Aim of the exercise
Search the entries for the word "Debug" and copy each line that has it.

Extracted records
##############################

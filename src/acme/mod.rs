mod challenge;
mod client;
mod crypto;
mod manager;
mod self_check;
mod status;
mod store;
mod transport;

pub use {
    challenge::{ChallengeHandler, ChallengeHandlerParams},
    client::{Challenge, Client, EabCredentials, Order},
    crypto::AccountKey,
    manager::{remaining_time, Manager},
    status::{CertificateStage, Stage, StageError, StageState, StatusModel},
    store::Certificate,
    transport::AcmeError,
};

use std::{collections::HashMap, path::PathBuf, str::FromStr};

/// Resolved locations of the certificate material on disk. Recomputed from
/// the settings at the start of every cycle.
#[derive(Debug, Clone, PartialEq, Eq)]
pub struct CertificatePaths {
    pub cert: PathBuf,
    pub key: PathBuf,
    pub trusted_authorities: PathBuf,
}

/// One domain the certificate must cover. The domain is kept in its
/// ACE (Punycode) form, which is also the form submitted to the CA.
#[derive(Debug, Clone, PartialEq, Eq)]
pub struct DomainSpec {
    pub ace_domain: String,
    /// Document root used by the files challenge handler.
    pub challenge_directory: PathBuf,
}

#[derive(Debug, Clone, Copy, PartialEq, Eq)]
pub enum HandlerType {
    Server,
    Files,
    Manual,
}

impl FromStr for HandlerType {
    type Err = anyhow::Error;

    fn from_str(s: &str) -> Result<Self, Self::Err> {
        match s {
            "server" => Ok(HandlerType::Server),
            "files" => Ok(HandlerType::Files),
            "manual" => Ok(HandlerType::Manual),
            other => Err(anyhow::anyhow!("invalid challenge handler type: {other}")),
        }
    }
}

/// Everything the lifecycle manager needs to know, resolved from the host
/// configuration. Paths are final here; empty-value defaults are applied
/// by the configuration layer.
#[derive(Debug, Clone)]
pub struct Settings {
    pub enabled: bool,
    pub account_key_path: PathBuf,
    pub certificate_directory: PathBuf,
    pub certificate_filename: String,
    pub certificate_key_filename: String,
    pub certificate_authority_filename: String,
    pub domains: Vec<DomainSpec>,
    pub handler_type: HandlerType,
    pub directory_endpoint: String,
    pub eab: Option<EabCredentials>,
}

impl Settings {
    pub fn certificate_paths(&self) -> CertificatePaths {
        CertificatePaths {
            cert: self.certificate_directory.join(&self.certificate_filename),
            key: self
                .certificate_directory
                .join(&self.certificate_key_filename),
            trusted_authorities: self
                .certificate_directory
                .join(&self.certificate_authority_filename),
        }
    }

    pub fn domain_names(&self) -> Vec<String> {
        self.domains.iter().map(|d| d.ace_domain.clone()).collect()
    }

    pub fn challenge_params(&self) -> ChallengeHandlerParams {
        let domain_dirs: HashMap<String, PathBuf> = self
            .domains
            .iter()
            .map(|d| (d.ace_domain.clone(), d.challenge_directory.clone()))
            .collect();
        ChallengeHandlerParams {
            type_id: self.handler_type,
            domain_dirs,
        }
    }
}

##############################

Solved exercise
#[derive(Debug, Clone, PartialEq, Eq)]
#[derive(Debug, Clone, PartialEq, Eq)]
#[derive(Debug, Clone, Copy, PartialEq, Eq)]
#[derive(Debug, Clone)]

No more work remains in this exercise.